I've found numerous people suggesting
trickle as a convenient userland-only option (like https://unix.stackexchange.com/a/34123/160146).
I've tested it with an scp download and confirmed it limits the download rate:
trickle -s -d 50 scp email@example.com localfile.dat
I've also tested a python 2.7 script and confirmed it limits the download rate:
# cat test.py import urllib testfile = urllib.URLopener() testfile.retrieve("http://example.com/bigfile.dat") # trickle -s -d 50 python test.py
Finally, I've tested with a basic ruby script and trickle has no effect. The scripts maxes out my downstream bandwidth:
# cat test.rb require 'net/http' Net::HTTP.get_response(URI.parse("http://example.com/bigfile.dat")) # trickle -s -d 50 ruby test.rb
I've tested with ruby 2.1, 2.2 and 2.3 with no difference in behaviour.
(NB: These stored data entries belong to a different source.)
use luxport_common::ObjectId;
use luxport_context::ContextError;
use luxport_scene::SceneError;
use serde::Serialize;

/// Errors from the export pipeline.
///
/// Per-object variants (see [`ExportError::is_per_object`]) are caught at the
/// object boundary by the walker; everything else aborts the export.
#[derive(Debug, thiserror::Error)]
pub enum ExportError {
    #[error("invalid geometry on {object}: {reason}")]
    InvalidGeometry { object: ObjectId, reason: String },
    #[error("mesh definition not found: {0}")]
    NotFound(String),
    #[error("mesh definition {0} re-added with different geometry")]
    ConflictingDefinition(String),
    #[error("material not found: {0}")]
    MaterialNotFound(String),
    #[error("lamp data not found: {0}")]
    LampNotFound(String),
    #[error("no lights in scene: add a lamp or an emitting material")]
    NoLights,
    #[error("scene has no active camera")]
    NoCamera,
    #[error("another export is already in progress")]
    Busy,
    #[error("incompatible settings: {0}")]
    IncompatibleSettings(String),
    #[error(transparent)]
    Scene(#[from] SceneError),
    #[error(transparent)]
    Context(#[from] ContextError),
}

impl ExportError {
    /// Whether the error only affects the object being exported.
    pub fn is_per_object(&self) -> bool {
        matches!(
            self,
            Self::InvalidGeometry { .. }
                | Self::ConflictingDefinition(_)
                | Self::MaterialNotFound(_)
                | Self::LampNotFound(_)
                | Self::Scene(_)
        )
    }
}

/// A per-object failure recorded during the walk.
#[derive(Debug, Clone, PartialEq, Eq, Serialize)]
pub struct ObjectFailure {
    pub object: ObjectId,
    pub reason: String,
}

#[cfg(test)]
mod tests {
    use super::*;

    #[test]
    fn classification() {
        let geom = ExportError::InvalidGeometry {
            object: ObjectId::new("Cube"),
            reason: "no faces".into(),
        };
        assert!(geom.is_per_object());
        assert!(!ExportError::NoLights.is_per_object());
        assert!(!ExportError::NotFound("x".into()).is_per_object());
        let unsupported = ExportError::Context(ContextError::Unsupported {
            variant: "package",
            statement: "Shape",
        });
        assert!(!unsupported.is_per_object());
    }
}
I notice the trickle documentation says it only works with dynamically linked programs, but I'm fairly sure thats the case for me. I'm using the ruby provided by Debian in
ldd reports linked libraries:
# ldd /usr/bin/ruby2.3 linux-vdso.so.1 (0x00007fffdcdc6000) libruby-2.3.so.2.3 => /usr/lib/x86_64-linux-gnu/libruby-2.3.so.2.3 (0x00007f277e11a000) libpthread.so.0 => /lib/x86_64-linux-gnu/libpthread.so.0 (0x00007f277defd000) libgmp.so.10 => /usr/lib/x86_64-linux-gnu/libgmp.so.10 (0x00007f277dc79000) libdl.so.2 => /lib/x86_64-linux-gnu/libdl.so.2 (0x00007f277da75000) libcrypt.so.1 => /lib/x86_64-linux-gnu/libcrypt.so.1 (0x00007f277d83e000) libm.so.6 => /lib/x86_64-linux-gnu/libm.so.6 (0x00007f277d538000) libc.so.6 => /lib/x86_64-linux-gnu/libc.so.6 (0x00007f277d194000) /lib64/ld-linux-x86-64.so.2 (0x0000558796396000)
Interestingly, trickle can rate limit my ruby process if I use the curb (libcurl bindings) gem:
# cat test.rb require 'curb' http = Curl.get("http://example.com/bigfile.dat")) # trickle -s -d 50 ruby test.rb
Does that suggest that ruby's default
Net::HTTP library uses sockets in a way that's incompatible with trickle?
I'm out of ideas. Is there a fixed reason why trickle doesn't work with ruby or is there something I can do to get them working together?